- **Task requirements**:
Produce an exact copy of the first line of the data below and each line after it, please, up to and including the one with "be smaller than".

Data provided section start

use std::{
    fs,
    io,
    path::Path,
};

use log::trace;

/// Delete a file, but don't error out if the path doesn't exist.
pub fn delete_if_exists(path: &Path) -> io::Result<()> {
    match fs::remove_file(path) {
        Ok(()) => {
            trace!("Deleted {:?}", path);
            Ok(())
        }
        Err(e) if e.kind() == io::ErrorKind::NotFound => Ok(()),
        Err(e) => Err(e),
    }
}

/// Rename a file with POSIX semantics (atomic and overwrites destination if it
/// exists). This uses `FILE_RENAME_FLAG_POSIX_SEMANTICS` and requires Windows
/// 10 1607 or newer.
#[cfg(windows)]
pub fn rename_atomic(src: &Path, dest: &Path) -> io::Result<()> {
    use std::{
        fs::OpenOptions,
        iter,
        mem,
        os::windows::{
            ffi::OsStrExt,
            fs::OpenOptionsExt,
            io::AsRawHandle,
        },
        ptr,
    };
    use memoffset::offset_of;
    use winapi::{
        shared::minwindef::{BOOL, DWORD},
        um::{
            fileapi::{FILE_RENAME_INFO, SetFileInformationByHandle},
            minwinbase::FileRenameInfoEx,
            winnt::DELETE,
        },
    };

    // The winapi crate doesn't have these constants
    const FILE_RENAME_FLAG_REPLACE_IF_EXISTS: DWORD = 0x00000001;
    const FILE_RENAME_FLAG_POSIX_SEMANTICS: DWORD = 0x00000002;

    let file = OpenOptions::new()
        .access_mode(DELETE)
        .open(src)?;

    let struct_size_wchars = mem::size_of::<FILE_RENAME_INFO>() / 2;
    let base_size_wchars = offset_of!(FILE_RENAME_INFO, FileName) / 2;
    let mut buf: Vec<u16> = iter::repeat(0u16)
        .take(base_size_wchars)
        .chain(dest.as_os_str().encode_wide())
        .chain(iter::once(0))
        .collect();

    // Make sure the filename contains no embedded \u0000
    if buf[base_size_wchars..buf.len() - 1].contains(&0) {
        return Err(io::Error::new(io::ErrorKind::InvalidInput,
            "Destination filename contains \\u{0000}"));
    }

    // No NULL-terminator
    let filename_wchars = buf.len() - base_size_wchars - 1;

    // If the filename is short, buf might be smaller than
    // sizeof(FILE_RENAME_INFO)
    if buf.len() < struct_size_wchars {
        buf.resize(struct_size_wchars, 0);
    }

    unsafe {
        let info = buf.as_mut_ptr() as *mut FILE_RENAME_INFO;
        // Actually is a union with 'flags' field. 'flags' is used with
        // FileRenameInfoEx
        (*info).ReplaceIfExists = (FILE_RENAME_FLAG_REPLACE_IF_EXISTS
            | FILE_RENAME_FLAG_POSIX_SEMANTICS) as BOOL;
        (*info).RootDirectory = ptr::null_mut();
        // This appears to be unused. SetFileInformationByHandle reads the
        // FileName field until it hits a NULL-terminator.
        (*info).FileNameLength = filename_wchars as DWORD;

        let ret = SetFileInformationByHandle(
            file.as_raw_handle(),
            FileRenameInfoEx,
            buf.as_mut_ptr() as *mut _ as *mut _,
            buf.len() as DWORD * 2, // byte size
        );

        if ret == 0 {
            Err(io::Error::last_os_error())
        } else {
            Ok(())
        }
    }
}

/// Rename a file with POSIX semantics (atomic and overwrites destination if it
/// exists). This just calls [`std::fs::rename`] on Unix-like platforms.
#[cfg(unix)]
pub fn rename_atomic(src: &Path, dest: &Path) -> io::Result<()> {
    fs::rename(src, dest)
}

Data provided section end

- **Answer to this problem**:
use std::{
    fs,
    io,
    path::Path,
};

use log::trace;

/// Delete a file, but don't error out if the path doesn't exist.
pub fn delete_if_exists(path: &Path) -> io::Result<()> {
    match fs::remove_file(path) {
        Ok(()) => {
            trace!("Deleted {:?}", path);
            Ok(())
        }
        Err(e) if e.kind() == io::ErrorKind::NotFound => Ok(()),
        Err(e) => Err(e),
    }
}

/// Rename a file with POSIX semantics (atomic and overwrites destination if it
/// exists). This uses `FILE_RENAME_FLAG_POSIX_SEMANTICS` and requires Windows
/// 10 1607 or newer.
#[cfg(windows)]
pub fn rename_atomic(src: &Path, dest: &Path) -> io::Result<()> {
    use std::{
        fs::OpenOptions,
        iter,
        mem,
        os::windows::{
            ffi::OsStrExt,
            fs::OpenOptionsExt,
            io::AsRawHandle,
        },
        ptr,
    };
    use memoffset::offset_of;
    use winapi::{
        shared::minwindef::{BOOL, DWORD},
        um::{
            fileapi::{FILE_RENAME_INFO, SetFileInformationByHandle},
            minwinbase::FileRenameInfoEx,
            winnt::DELETE,
        },
    };

    // The winapi crate doesn't have these constants
    const FILE_RENAME_FLAG_REPLACE_IF_EXISTS: DWORD = 0x00000001;
    const FILE_RENAME_FLAG_POSIX_SEMANTICS: DWORD = 0x00000002;

    let file = OpenOptions::new()
        .access_mode(DELETE)
        .open(src)?;

    let struct_size_wchars = mem::size_of::<FILE_RENAME_INFO>() / 2;
    let base_size_wchars = offset_of!(FILE_RENAME_INFO, FileName) / 2;
    let mut buf: Vec<u16> = iter::repeat(0u16)
        .take(base_size_wchars)
        .chain(dest.as_os_str().encode_wide())
        .chain(iter::once(0))
        .collect();

    // Make sure the filename contains no embedded \u0000
    if buf[base_size_wchars..buf.len() - 1].contains(&0) {
        return Err(io::Error::new(io::ErrorKind::InvalidInput,
            "Destination filename contains \\u{0000}"));
    }

    // No NULL-terminator
    let filename_wchars = buf.len() - base_size_wchars - 1;

    // If the filename is short, buf might be smaller than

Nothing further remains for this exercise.